### Records to use
• • • • •

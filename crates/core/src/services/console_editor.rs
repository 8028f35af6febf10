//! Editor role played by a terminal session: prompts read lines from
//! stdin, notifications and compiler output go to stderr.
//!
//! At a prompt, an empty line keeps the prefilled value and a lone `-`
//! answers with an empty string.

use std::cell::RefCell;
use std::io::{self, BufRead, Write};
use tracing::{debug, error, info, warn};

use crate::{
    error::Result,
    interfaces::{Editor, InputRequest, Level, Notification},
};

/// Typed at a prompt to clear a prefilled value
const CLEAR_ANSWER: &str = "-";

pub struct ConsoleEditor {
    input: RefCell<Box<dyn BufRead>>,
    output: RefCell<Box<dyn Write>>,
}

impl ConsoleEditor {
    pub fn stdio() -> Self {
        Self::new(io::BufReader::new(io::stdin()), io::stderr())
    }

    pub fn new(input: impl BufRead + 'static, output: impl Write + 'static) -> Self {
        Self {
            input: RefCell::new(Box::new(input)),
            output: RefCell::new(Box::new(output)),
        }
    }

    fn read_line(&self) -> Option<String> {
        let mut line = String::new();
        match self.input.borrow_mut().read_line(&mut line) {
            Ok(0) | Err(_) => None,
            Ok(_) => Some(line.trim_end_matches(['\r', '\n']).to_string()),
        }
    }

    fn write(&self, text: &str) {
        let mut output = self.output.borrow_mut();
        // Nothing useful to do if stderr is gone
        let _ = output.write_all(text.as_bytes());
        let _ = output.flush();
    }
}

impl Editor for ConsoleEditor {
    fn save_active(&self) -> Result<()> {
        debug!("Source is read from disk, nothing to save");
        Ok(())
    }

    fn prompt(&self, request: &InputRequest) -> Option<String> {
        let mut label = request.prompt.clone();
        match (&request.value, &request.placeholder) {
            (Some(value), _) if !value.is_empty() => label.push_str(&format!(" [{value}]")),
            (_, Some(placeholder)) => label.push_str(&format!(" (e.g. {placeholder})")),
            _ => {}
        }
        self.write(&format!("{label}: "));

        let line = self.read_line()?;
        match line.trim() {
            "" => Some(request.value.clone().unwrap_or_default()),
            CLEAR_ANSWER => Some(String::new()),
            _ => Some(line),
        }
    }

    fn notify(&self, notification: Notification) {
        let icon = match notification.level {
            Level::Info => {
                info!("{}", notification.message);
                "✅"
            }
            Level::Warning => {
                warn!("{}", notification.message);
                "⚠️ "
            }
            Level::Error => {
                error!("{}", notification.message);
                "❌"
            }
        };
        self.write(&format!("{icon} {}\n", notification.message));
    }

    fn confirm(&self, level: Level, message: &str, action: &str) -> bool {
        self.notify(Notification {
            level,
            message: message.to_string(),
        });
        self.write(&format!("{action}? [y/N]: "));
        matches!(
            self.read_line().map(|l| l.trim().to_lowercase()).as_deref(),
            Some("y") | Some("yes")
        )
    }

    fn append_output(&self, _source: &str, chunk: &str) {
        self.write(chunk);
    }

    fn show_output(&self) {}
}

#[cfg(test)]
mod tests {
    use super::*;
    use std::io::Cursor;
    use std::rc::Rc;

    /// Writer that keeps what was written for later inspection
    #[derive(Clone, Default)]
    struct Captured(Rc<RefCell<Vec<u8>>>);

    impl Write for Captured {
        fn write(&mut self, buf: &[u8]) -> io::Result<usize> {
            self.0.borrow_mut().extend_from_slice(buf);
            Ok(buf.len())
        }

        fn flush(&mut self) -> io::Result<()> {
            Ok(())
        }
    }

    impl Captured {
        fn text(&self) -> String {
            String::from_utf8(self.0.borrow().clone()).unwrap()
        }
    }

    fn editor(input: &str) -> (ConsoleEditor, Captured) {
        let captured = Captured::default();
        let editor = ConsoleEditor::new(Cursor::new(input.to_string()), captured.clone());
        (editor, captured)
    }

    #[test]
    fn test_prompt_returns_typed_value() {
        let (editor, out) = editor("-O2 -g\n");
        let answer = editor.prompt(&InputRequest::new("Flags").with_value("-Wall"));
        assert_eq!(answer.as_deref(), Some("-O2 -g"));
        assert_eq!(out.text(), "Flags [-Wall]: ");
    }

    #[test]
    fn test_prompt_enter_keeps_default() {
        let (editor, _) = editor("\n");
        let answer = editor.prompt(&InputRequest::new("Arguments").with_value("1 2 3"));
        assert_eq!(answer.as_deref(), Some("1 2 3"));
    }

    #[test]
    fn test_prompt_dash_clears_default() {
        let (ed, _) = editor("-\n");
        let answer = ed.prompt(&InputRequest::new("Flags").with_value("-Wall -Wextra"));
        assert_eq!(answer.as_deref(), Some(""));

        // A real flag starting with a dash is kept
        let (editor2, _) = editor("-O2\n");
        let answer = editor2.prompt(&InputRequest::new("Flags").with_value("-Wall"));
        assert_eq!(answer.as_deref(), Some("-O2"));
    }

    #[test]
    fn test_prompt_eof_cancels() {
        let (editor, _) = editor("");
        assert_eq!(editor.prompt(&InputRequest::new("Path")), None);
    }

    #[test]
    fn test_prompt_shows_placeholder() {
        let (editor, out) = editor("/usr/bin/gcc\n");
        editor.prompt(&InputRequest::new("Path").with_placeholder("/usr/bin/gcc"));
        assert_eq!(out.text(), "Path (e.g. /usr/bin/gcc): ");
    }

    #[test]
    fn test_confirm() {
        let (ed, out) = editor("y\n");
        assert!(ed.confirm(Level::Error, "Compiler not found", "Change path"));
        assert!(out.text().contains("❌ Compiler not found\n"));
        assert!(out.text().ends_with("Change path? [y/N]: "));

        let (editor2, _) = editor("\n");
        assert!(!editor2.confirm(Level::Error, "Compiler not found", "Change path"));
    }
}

• • • • •

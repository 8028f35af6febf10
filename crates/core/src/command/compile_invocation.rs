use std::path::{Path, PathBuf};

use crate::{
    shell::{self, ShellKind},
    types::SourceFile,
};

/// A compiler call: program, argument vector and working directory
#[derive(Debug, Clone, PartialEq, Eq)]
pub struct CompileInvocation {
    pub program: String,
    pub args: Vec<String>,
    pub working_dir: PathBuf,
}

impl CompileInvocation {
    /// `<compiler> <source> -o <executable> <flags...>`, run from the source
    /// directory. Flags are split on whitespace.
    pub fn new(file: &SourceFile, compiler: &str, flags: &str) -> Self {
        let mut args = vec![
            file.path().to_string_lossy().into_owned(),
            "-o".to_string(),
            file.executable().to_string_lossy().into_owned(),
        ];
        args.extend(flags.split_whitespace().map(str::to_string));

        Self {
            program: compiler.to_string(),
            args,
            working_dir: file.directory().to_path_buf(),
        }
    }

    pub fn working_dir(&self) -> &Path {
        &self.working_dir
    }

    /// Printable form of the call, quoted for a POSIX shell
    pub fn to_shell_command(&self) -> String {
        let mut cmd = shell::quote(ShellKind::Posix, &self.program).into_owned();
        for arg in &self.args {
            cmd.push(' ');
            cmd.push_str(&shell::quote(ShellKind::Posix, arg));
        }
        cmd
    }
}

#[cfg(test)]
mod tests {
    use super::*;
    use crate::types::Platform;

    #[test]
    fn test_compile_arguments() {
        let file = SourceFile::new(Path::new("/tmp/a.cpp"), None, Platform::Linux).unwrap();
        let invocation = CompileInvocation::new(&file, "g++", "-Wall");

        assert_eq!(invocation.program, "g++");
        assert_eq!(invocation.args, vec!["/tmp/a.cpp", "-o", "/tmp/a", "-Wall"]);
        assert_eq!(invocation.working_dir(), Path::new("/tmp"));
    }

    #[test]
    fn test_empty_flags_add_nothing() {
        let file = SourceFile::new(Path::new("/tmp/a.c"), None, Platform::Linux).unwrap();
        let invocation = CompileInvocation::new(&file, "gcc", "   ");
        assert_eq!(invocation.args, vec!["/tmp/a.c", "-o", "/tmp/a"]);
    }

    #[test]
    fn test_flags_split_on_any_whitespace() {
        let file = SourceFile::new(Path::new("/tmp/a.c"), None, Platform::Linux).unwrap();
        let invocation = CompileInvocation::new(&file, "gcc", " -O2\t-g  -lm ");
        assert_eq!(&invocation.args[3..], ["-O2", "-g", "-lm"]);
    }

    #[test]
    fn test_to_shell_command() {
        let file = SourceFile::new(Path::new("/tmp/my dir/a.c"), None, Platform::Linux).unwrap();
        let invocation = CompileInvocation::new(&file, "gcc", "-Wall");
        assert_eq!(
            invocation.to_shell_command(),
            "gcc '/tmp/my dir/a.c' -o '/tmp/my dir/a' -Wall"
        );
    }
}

• • • • •

Looking at the records, report the number of lines that hold the string "Cursor", with no other text.

### Solution
2